She could only stare at him, appalled at the very idea. “Project? What on earth are you talking about?”
He waved the bill again. “Our deal. Remember? You agreed that if I was right to trust Stacy, you’d help out with my teens.”
She couldn’t have agreed to any such thing, could she? “I didn’t.”
“You did.” His lips twitched. “You’re not by any chance trying to get out of our deal, are you, Ms. Delany?”
Of course she was. Her mind scrambled frantically for an excuse he’d accept. “You asked me to help them prepare for jobs, that’s all.”
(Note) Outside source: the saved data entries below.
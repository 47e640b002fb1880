// Core exports
pub mod context;
pub mod error;
pub mod filters;
pub mod lifecycle;
pub mod registry;
pub mod scoring;
pub mod welfare;

pub use context::{Actor, ActorContext};
pub use error::{CoreError, CoreResult};
pub use filters::{candidate_filter, is_breeding_candidate, matches_involving};
pub use lifecycle::{DiscoveryOutcome, MatchLifecycle, TransitionOutcome};
pub use registry::Registry;
pub use scoring::compatibility_score;
pub use welfare::WelfareDesk;
use crate::core::context::ActorContext;
use crate::core::error::{CoreError, CoreResult};
use crate::core::filters::{candidate_filter, is_breeding_candidate, matches_involving, pairs};
use crate::core::scoring::compatibility_score;
use crate::models::{Animal, BreedingMatch, MatchPolicy, MatchStatus, MatchView, ScoringWeights};
use crate::services::store::{from_record, from_records, to_record, DataStore, Filter, Table};
use serde::Serialize;
use serde_json::Value;
use std::collections::{BTreeSet, HashMap};
use std::sync::Arc;

/// Result of a discovery run
#[derive(Debug, Clone)]
pub struct DiscoveryOutcome {
    /// Newly created matches, best score first
    pub created: Vec<BreedingMatch>,
    pub candidates_considered: usize,
    pub duplicates_skipped: usize,
    /// Owners whose match listings changed
    pub affected_owners: BTreeSet<String>,
}

/// Result of a status transition
#[derive(Debug, Clone)]
pub struct TransitionOutcome {
    pub updated: BreedingMatch,
    pub affected_owners: BTreeSet<String>,
}

#[derive(Serialize)]
struct NewMatchRow<'a> {
    cow1_id: &'a str,
    cow2_id: &'a str,
    compatibility_score: f64,
    status: MatchStatus,
}

/// Match discovery, listing and status transitions
///
/// # Discovery
/// 1. Resolve the source animal, which must belong to the actor
/// 2. Fetch healthy opposite-sex animals of the same breed owned by others
/// 3. Score each candidate
/// 4. Persist a pending match for every candidate at or above the threshold
///
/// A source whose health status is not `healthy` yields no matches at all.
/// Earlier releases still scored such a source and could create a 0.7 match
/// from breed, age and milk alone.
#[derive(Clone)]
pub struct MatchLifecycle {
    store: Arc<dyn DataStore>,
    weights: ScoringWeights,
    policy: MatchPolicy,
}

impl MatchLifecycle {
    pub fn new(store: Arc<dyn DataStore>, weights: ScoringWeights, policy: MatchPolicy) -> Self {
        Self {
            store,
            weights,
            policy,
        }
    }

    pub fn with_defaults(store: Arc<dyn DataStore>) -> Self {
        Self::new(store, ScoringWeights::default(), MatchPolicy::default())
    }

    async fn load_animal(&self, id: &str) -> CoreResult<Option<Animal>> {
        match self.store.find_by_id(Table::Cows, id).await? {
            Some(row) => Ok(Some(from_record(row)?)),
            None => Ok(None),
        }
    }

    async fn load_animals(&self, ids: &BTreeSet<String>) -> CoreResult<HashMap<String, Animal>> {
        if ids.is_empty() {
            return Ok(HashMap::new());
        }

        let rows = self
            .store
            .select(Table::Cows, &Filter::new().in_list("id", ids.iter().cloned()))
            .await?;

        Ok(from_records::<Animal>(rows)?
            .into_iter()
            .map(|a| (a.id.clone(), a))
            .collect())
    }

    async fn existing_partners(&self, source_id: &str) -> CoreResult<Vec<BreedingMatch>> {
        let rows = self
            .store
            .select(Table::BreedingMatches, &matches_involving(&[source_id.to_string()]))
            .await?;
        Ok(from_records(rows)?)
    }

    /// Find and persist matches for one of the actor's animals
    pub async fn discover_matches(&self, ctx: &ActorContext, source_id: &str) -> CoreResult<DiscoveryOutcome> {
        let actor = ctx.require_actor()?;

        let source = self
            .load_animal(source_id)
            .await?
            .filter(|a| a.is_owned_by(&actor.id))
            .ok_or_else(|| CoreError::not_found("animal", source_id))?;

        let mut outcome = DiscoveryOutcome {
            created: Vec::new(),
            candidates_considered: 0,
            duplicates_skipped: 0,
            affected_owners: BTreeSet::new(),
        };

        if !source.is_healthy() {
            tracing::info!(
                "Animal {} is '{}', not eligible for matching",
                source.id,
                source.health_status
            );
            return Ok(outcome);
        }

        let rows = self
            .store
            .select(Table::Cows, &candidate_filter(&source, &actor.id))
            .await?;

        // Re-check in memory; the store filter compares text forms only
        let candidates: Vec<Animal> = from_records::<Animal>(rows)?
            .into_iter()
            .filter(|c| is_breeding_candidate(&source, c, &actor.id))
            .collect();

        outcome.candidates_considered = candidates.len();
        tracing::debug!("Found {} candidates for animal {}", candidates.len(), source.id);

        let mut existing = if self.policy.dedupe_pairs {
            self.existing_partners(&source.id).await?
        } else {
            Vec::new()
        };

        for candidate in &candidates {
            let score = compatibility_score(&source, candidate, &self.weights);
            if score < self.policy.min_score {
                continue;
            }

            if self.policy.dedupe_pairs && existing.iter().any(|m| pairs(m, &source.id, &candidate.id)) {
                outcome.duplicates_skipped += 1;
                continue;
            }

            let row = to_record(&NewMatchRow {
                cow1_id: &source.id,
                cow2_id: &candidate.id,
                compatibility_score: score,
                status: MatchStatus::Pending,
            })?;

            let created: BreedingMatch = from_record(self.store.insert(Table::BreedingMatches, row).await?)?;
            tracing::debug!(
                "Created match {} ({} x {}, score {:.2})",
                created.id,
                source.id,
                candidate.id,
                score
            );

            outcome.affected_owners.insert(candidate.owner_id.clone());
            existing.push(created.clone());
            outcome.created.push(created);
        }

        if !outcome.created.is_empty() {
            outcome.affected_owners.insert(source.owner_id.clone());
        }

        outcome.created.sort_by(|a, b| {
            b.compatibility_score
                .partial_cmp(&a.compatibility_score)
                .unwrap_or(std::cmp::Ordering::Equal)
        });

        tracing::info!(
            "Discovery for animal {}: {} created, {} duplicates skipped (from {} candidates)",
            source.id,
            outcome.created.len(),
            outcome.duplicates_skipped,
            outcome.candidates_considered
        );

        Ok(outcome)
    }

    /// All matches touching the actor's animals, joined with both animals
    pub async fn list_matches(&self, ctx: &ActorContext) -> CoreResult<Vec<MatchView>> {
        let actor = ctx.require_actor()?;

        let own_rows = self
            .store
            .select(Table::Cows, &Filter::new().eq("owner_id", actor.id.as_str()))
            .await?;
        let own_ids: Vec<String> = from_records::<Animal>(own_rows)?
            .into_iter()
            .map(|a| a.id)
            .collect();

        if own_ids.is_empty() {
            return Ok(Vec::new());
        }

        let match_rows = self
            .store
            .select(Table::BreedingMatches, &matches_involving(&own_ids))
            .await?;
        let matches: Vec<BreedingMatch> = from_records(match_rows)?;

        let referenced: BTreeSet<String> = matches
            .iter()
            .flat_map(|m| [m.cow1_id.clone(), m.cow2_id.clone()])
            .collect();
        let animals = self.load_animals(&referenced).await?;

        let mut views: Vec<MatchView> = matches
            .into_iter()
            .map(|m| {
                let cow1 = animals.get(&m.cow1_id).cloned();
                let cow2 = animals.get(&m.cow2_id).cloned();
                if cow1.is_none() || cow2.is_none() {
                    tracing::warn!("Match {} references a missing animal", m.id);
                }
                MatchView {
                    breeding_match: m,
                    cow1,
                    cow2,
                }
            })
            .collect();

        views.sort_by(|a, b| {
            b.breeding_match
                .compatibility_score
                .partial_cmp(&a.breeding_match.compatibility_score)
                .unwrap_or(std::cmp::Ordering::Equal)
        });

        Ok(views)
    }

    /// Accept or reject a pending match on behalf of an owner of either animal
    pub async fn set_match_status(
        &self,
        ctx: &ActorContext,
        match_id: &str,
        status: MatchStatus,
    ) -> CoreResult<TransitionOutcome> {
        let actor = ctx.require_actor()?;

        if status == MatchStatus::Pending {
            return Err(CoreError::Validation(
                "status must be 'accepted' or 'rejected'".to_string(),
            ));
        }

        let current: BreedingMatch = match self.store.find_by_id(Table::BreedingMatches, match_id).await? {
            Some(row) => from_record(row)?,
            None => return Err(CoreError::not_found("match", match_id)),
        };

        let ids: BTreeSet<String> = [current.cow1_id.clone(), current.cow2_id.clone()].into();
        let owners: BTreeSet<String> = self
            .load_animals(&ids)
            .await?
            .into_values()
            .map(|a| a.owner_id)
            .collect();

        if !owners.contains(&actor.id) {
            tracing::warn!("Actor {} tried to change match {} without owning either animal", actor.id, match_id);
            return Err(CoreError::AccessDenied(format!(
                "match {} does not involve any of your animals",
                match_id
            )));
        }

        if !current.status.can_transition_to(status) {
            return Err(CoreError::InvalidTransition {
                from: current.status,
                to: status,
            });
        }

        let mut patch = serde_json::Map::new();
        patch.insert("status".to_string(), Value::String(status.as_str().to_string()));

        let updated: BreedingMatch = from_record(
            self.store
                .update(Table::BreedingMatches, match_id, patch)
                .await?,
        )?;

        tracing::info!("Match {} moved {} -> {} by {}", match_id, current.status, updated.status, actor.id);

        Ok(TransitionOutcome {
            updated,
            affected_owners: owners,
        })
    }
}

#[cfg(test)]
mod tests {
    use super::*;
    use crate::models::Sex;
    use crate::services::MemoryStore;

    fn create_animal(id: &str, owner: &str, sex: Sex, age: f64, milk: Option<f64>) -> Animal {
        Animal {
            id: id.to_string(),
            name: format!("Cow {}", id),
            breed: "Gir".to_string(),
            age,
            sex,
            health_status: "healthy".to_string(),
            milk_yield: milk,
            genetic_history: None,
            location_lat: None,
            location_lng: None,
            owner_id: owner.to_string(),
            created_at: None,
        }
    }

    async fn seed(store: &MemoryStore, animals: &[Animal]) {
        for animal in animals {
            store.insert(Table::Cows, to_record(animal).unwrap()).await.unwrap();
        }
    }

    #[tokio::test]
    async fn test_discover_requires_actor() {
        let store = Arc::new(MemoryStore::new());
        let lifecycle = MatchLifecycle::with_defaults(store);

        let result = lifecycle.discover_matches(&ActorContext::anonymous(), "a").await;
        assert!(matches!(result, Err(CoreError::Unauthenticated)));
    }

    #[tokio::test]
    async fn test_discover_foreign_source_is_not_found() {
        let store = Arc::new(MemoryStore::new());
        seed(&store, &[create_animal("a", "alice", Sex::Female, 4.0, Some(18.0))]).await;
        let lifecycle = MatchLifecycle::with_defaults(store);

        let result = lifecycle.discover_matches(&ActorContext::for_actor("bob"), "a").await;
        assert!(matches!(result, Err(CoreError::NotFound { .. })));
    }

    #[tokio::test]
    async fn test_discover_orders_pair_source_first() {
        let store = Arc::new(MemoryStore::new());
        seed(
            &store,
            &[
                create_animal("a", "alice", Sex::Female, 4.0, Some(18.0)),
                create_animal("b", "bob", Sex::Male, 5.0, None),
            ],
        )
        .await;
        let lifecycle = MatchLifecycle::with_defaults(store.clone());

        let outcome = lifecycle
            .discover_matches(&ActorContext::for_actor("alice"), "a")
            .await
            .unwrap();

        assert_eq!(outcome.created.len(), 1);
        let m = &outcome.created[0];
        assert_eq!((m.cow1_id.as_str(), m.cow2_id.as_str()), ("a", "b"));
        assert_eq!(m.status, MatchStatus::Pending);
        assert!((m.compatibility_score - 0.96).abs() < 1e-9);
        assert!(outcome.affected_owners.contains("alice"));
        assert!(outcome.affected_owners.contains("bob"));
    }

    #[tokio::test]
    async fn test_unhealthy_source_creates_nothing() {
        let store = Arc::new(MemoryStore::new());
        let mut sick = create_animal("a", "alice", Sex::Female, 4.0, Some(18.0));
        sick.health_status = "lame".to_string();
        seed(&store, &[sick, create_animal("b", "bob", Sex::Male, 4.0, None)]).await;
        let lifecycle = MatchLifecycle::with_defaults(store.clone());

        let outcome = lifecycle
            .discover_matches(&ActorContext::for_actor("alice"), "a")
            .await
            .unwrap();

        assert!(outcome.created.is_empty());
        assert_eq!(store.row_count(Table::BreedingMatches).await, 0);
    }
}
// Route exports
pub mod animals;
pub mod matches;
pub mod welfare;

use crate::core::{ActorContext, CoreError, MatchLifecycle, Registry, WelfareDesk};
use crate::models::{ErrorResponse, MatchPolicy, ScoringWeights};
use crate::services::{CacheManager, DataStore, SessionVerifier};
use actix_web::{error, http::header, http::StatusCode, web, HttpRequest, HttpResponse};
use std::sync::Arc;

/// Application state shared across all handlers
#[derive(Clone)]
pub struct AppState {
    pub store: Arc<dyn DataStore>,
    pub lifecycle: MatchLifecycle,
    pub registry: Registry,
    pub welfare: WelfareDesk,
    pub cache: Arc<CacheManager>,
    pub sessions: Arc<SessionVerifier>,
}

impl AppState {
    pub fn new(
        store: Arc<dyn DataStore>,
        weights: ScoringWeights,
        policy: MatchPolicy,
        cache: Arc<CacheManager>,
        sessions: Arc<SessionVerifier>,
    ) -> Self {
        Self {
            lifecycle: MatchLifecycle::new(store.clone(), weights, policy),
            registry: Registry::new(store.clone()),
            welfare: WelfareDesk::new(store.clone()),
            store,
            cache,
            sessions,
        }
    }
}

pub fn configure_routes(cfg: &mut web::ServiceConfig) {
    cfg.service(
        web::scope("/api/v1")
            .configure(matches::configure)
            .configure(animals::configure)
            .configure(welfare::configure),
    );
}

/// JSON error response for JSON payload errors
#[derive(Debug, serde::Serialize)]
pub struct JsonError {
    pub error: String,
    pub message: String,
    pub status_code: u16,
}

impl std::fmt::Display for JsonError {
    fn fmt(&self, f: &mut std::fmt::Formatter<'_>) -> std::fmt::Result {
        write!(f, "{}: {}", self.error, self.message)
    }
}

impl std::error::Error for JsonError {}

impl error::ResponseError for JsonError {
    fn error_response(&self) -> HttpResponse {
        HttpResponse::build(StatusCode::from_u16(self.status_code).unwrap_or(StatusCode::BAD_REQUEST))
            .json(ErrorResponse {
                error: self.error.clone(),
                message: self.message.clone(),
                status_code: self.status_code,
            })
    }
}

/// Handle JSON payload errors
pub fn handle_json_payload_error(err: error::JsonPayloadError, req: &HttpRequest) -> actix_web::Error {
    tracing::info!("JSON payload error on {}: {}", req.path(), err);
    JsonError {
        error: "invalid_json".to_string(),
        message: format!("Invalid JSON: {}", err),
        status_code: 400,
    }
    .into()
}

/// Handle query payload errors
pub fn handle_query_payload_error(err: error::QueryPayloadError, _req: &HttpRequest) -> actix_web::Error {
    JsonError {
        error: "invalid_query".to_string(),
        message: format!("Invalid query: {}", err),
        status_code: 400,
    }
    .into()
}

/// Resolve the caller from the `Authorization` header
///
/// An absent header is an anonymous caller. A header that does not carry a
/// valid bearer token is answered with 401 straight away.
pub(crate) fn actor_context(state: &AppState, req: &HttpRequest) -> Result<ActorContext, HttpResponse> {
    let header = req
        .headers()
        .get(header::AUTHORIZATION)
        .map(|value| value.to_str().unwrap_or_default());

    state.sessions.context_from_header(header).map_err(|e| {
        tracing::info!("Rejected credentials on {}: {}", req.path(), e);
        HttpResponse::Unauthorized().json(ErrorResponse {
            error: "invalid_token".to_string(),
            message: e.to_string(),
            status_code: 401,
        })
    })
}

/// Map a core failure onto its HTTP status and JSON body
pub(crate) fn error_response(err: &CoreError) -> HttpResponse {
    let (status, code) = match err {
        CoreError::NotFound { .. } => (StatusCode::NOT_FOUND, "not_found"),
        CoreError::AccessDenied(_) => (StatusCode::FORBIDDEN, "access_denied"),
        CoreError::Unauthenticated => (StatusCode::UNAUTHORIZED, "unauthenticated"),
        CoreError::Validation(_) => (StatusCode::BAD_REQUEST, "validation_failed"),
        CoreError::InvalidTransition { .. } => (StatusCode::CONFLICT, "invalid_transition"),
        CoreError::DataAccess(e) => {
            tracing::error!("Data access failure: {}", e);
            (StatusCode::BAD_GATEWAY, "data_access_failed")
        }
    };

    HttpResponse::build(status).json(ErrorResponse {
        error: code.to_string(),
        message: err.to_string(),
        status_code: status.as_u16(),
    })
}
Not deal with abuse. Her stomach clenched.
“If Stacy thought she could get along all right on her own, she’d be less likely to stay in a bad relationship.”
He was more right about that than he probably knew, but that didn’t mean she could do this.
“Stacy wouldn’t want to talk to me. I wasn’t even nice to her.”
“Oddly enough, that seems to have made an impression on her. She said you were real.” He shrugged. “As opposed to me, apparently.”
“Does that bother you?” She jumped at the chance to turn the subject toward him, but he just shook his head.
“This isn’t about me. It’s about Stacy. And the agreement you made.” He leaned toward her across the desk again, his eyes so intent they seemed to probe her soul.
She drew back, putting a few more inches between herself and that magnetic gaze. “I’m not a social worker. I can’t help her.”
“You don’t know that. For some reason, Stacy seems to relate to you.”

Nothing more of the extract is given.